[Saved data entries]
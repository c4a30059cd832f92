use blake3::Hasher;
use pqcrypto_dilithium::dilithium3::{
    self, DetachedSignature, PublicKey, SecretKey,
};
use pqcrypto_traits::sign::{
    DetachedSignature as _, PublicKey as _, SecretKey as _,
};
use anyhow::{anyhow, Result};

// Sizes of the post-quantum primitives, kept here so callers never reach into the FFI crate.
pub const DILITHIUM3_PK_BYTES: usize = pqcrypto_dilithium::ffi::PQCLEAN_DILITHIUM3_CLEAN_CRYPTO_PUBLICKEYBYTES;
pub const DILITHIUM3_SK_BYTES: usize = pqcrypto_dilithium::ffi::PQCLEAN_DILITHIUM3_CLEAN_CRYPTO_SECRETKEYBYTES;
pub const DILITHIUM3_SIG_BYTES: usize = pqcrypto_dilithium::ffi::PQCLEAN_DILITHIUM3_CLEAN_CRYPTO_BYTES;

/// A 32-byte digest. Block hashes, transaction ids and merkle roots all use it.
pub type Hash = [u8; 32];

/// A 32-byte address, derived from a BLAKE3 hash of a public key.
pub type Address = [u8; 32];

/// Token amounts in base units.
pub type Amount = u64;

pub const ZERO_HASH: Hash = [0u8; 32];

pub fn address_from_pk(pk: &[u8]) -> Address {
    *Hasher::new_derive_key("tessera-address")
        .update(pk)
        .finalize()
        .as_bytes()
}

/// Hashes arbitrary data with a domain-specific key for internal consistency.
pub fn blake3_hash(data: &[u8]) -> Hash {
    *Hasher::new_derive_key("tessera-v1").update(data).finalize().as_bytes()
}

/// Hashes a sequence of byte slices as one message, without an intermediate buffer.
pub fn blake3_hash_parts(parts: &[&[u8]]) -> Hash {
    let mut h = Hasher::new_derive_key("tessera-v1");
    for p in parts {
        h.update(p);
    }
    *h.finalize().as_bytes()
}

/// Sign/verify contract for the key collaborator. Any asymmetric scheme fits;
/// the node ships with Dilithium3.
pub trait SignatureScheme: Send + Sync {
    fn sign(&self, secret_key: &[u8], message: &[u8]) -> Result<Vec<u8>>;
    fn verify(&self, public_key: &[u8], message: &[u8], signature: &[u8]) -> bool;
}

#[derive(Debug, Default, Clone, Copy)]
pub struct Dilithium3;

impl SignatureScheme for Dilithium3 {
    fn sign(&self, secret_key: &[u8], message: &[u8]) -> Result<Vec<u8>> {
        if secret_key.len() != DILITHIUM3_SK_BYTES {
            return Err(anyhow!("secret key must be {} bytes", DILITHIUM3_SK_BYTES));
        }
        let sk = SecretKey::from_bytes(secret_key)
            .map_err(|e| anyhow!("invalid Dilithium3 secret key: {:?}", e))?;
        Ok(dilithium3::detached_sign(message, &sk).as_bytes().to_vec())
    }

    fn verify(&self, public_key: &[u8], message: &[u8], signature: &[u8]) -> bool {
        if public_key.len() != DILITHIUM3_PK_BYTES || signature.len() != DILITHIUM3_SIG_BYTES {
            return false;
        }
        let Ok(pk) = PublicKey::from_bytes(public_key) else { return false };
        let Ok(sig) = DetachedSignature::from_bytes(signature) else { return false };
        dilithium3::verify_detached_signature(&sig, message, &pk).is_ok()
    }
}

/// Raw keypair bytes. The secret half never leaves the process.
#[derive(Clone)]
pub struct Keypair {
    pub public: Vec<u8>,
    secret: Vec<u8>,
}

impl Keypair {
    pub fn generate() -> Self {
        let (pk, sk) = dilithium3_keypair();
        Self { public: pk.as_bytes().to_vec(), secret: sk.as_bytes().to_vec() }
    }

    pub fn address(&self) -> Address {
        address_from_pk(&self.public)
    }

    pub fn sign_with(&self, scheme: &dyn SignatureScheme, message: &[u8]) -> Result<Vec<u8>> {
        scheme.sign(&self.secret, message)
    }
}

impl std::fmt::Debug for Keypair {
    fn fmt(&self, f: &mut std::fmt::Formatter<'_>) -> std::fmt::Result {
        f.debug_struct("Keypair")
            .field("address", &hex::encode(self.address()))
            .finish_non_exhaustive()
    }
}

pub fn dilithium3_keypair() -> (PublicKey, SecretKey) {
    dilithium3::keypair()
}

/// Leading zero hex nibbles of a digest.
pub fn leading_zero_nibbles(hash: &Hash) -> u32 {
    let mut n = 0;
    for b in hash {
        if *b == 0 {
            n += 2;
            continue;
        }
        if b >> 4 == 0 {
            n += 1;
        }
        break;
    }
    n
}

pub fn parse_address(s: &str) -> Result<Address> {
    let s = s.trim().trim_start_matches("0x");
    let bytes = hex::decode(s).map_err(|e| anyhow!("invalid address hex: {}", e))?;
    bytes
        .try_into()
        .map_err(|_| anyhow!("address must be 32 bytes"))
}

** Problem **
Look through the entries above. Extract each line with the word "type".

** Output for this task **
pub type Hash = [u8; 32];
pub type Address = [u8; 32];
pub type Amount = u64;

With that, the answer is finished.